[Stored data]
== Segment start ==

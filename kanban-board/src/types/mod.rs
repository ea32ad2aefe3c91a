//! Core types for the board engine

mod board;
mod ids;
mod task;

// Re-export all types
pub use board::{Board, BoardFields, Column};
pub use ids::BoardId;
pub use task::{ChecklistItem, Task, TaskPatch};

== Segment end ==

* [YOUR OBJECTIVE]: Keeping every word in place, restate the entries above.

* [WRITTEN RESPONSE]:
filename kanban-board/src/types/mod.rs
repository ea32ad2aefe3c91a
//! Core types for the board engine

mod board;
mod ids;
mod task;

// Re-export all types
pub use board::{Board, BoardFields, Column};
pub use ids::BoardId;
pub use task::{ChecklistItem, Task, TaskPatch};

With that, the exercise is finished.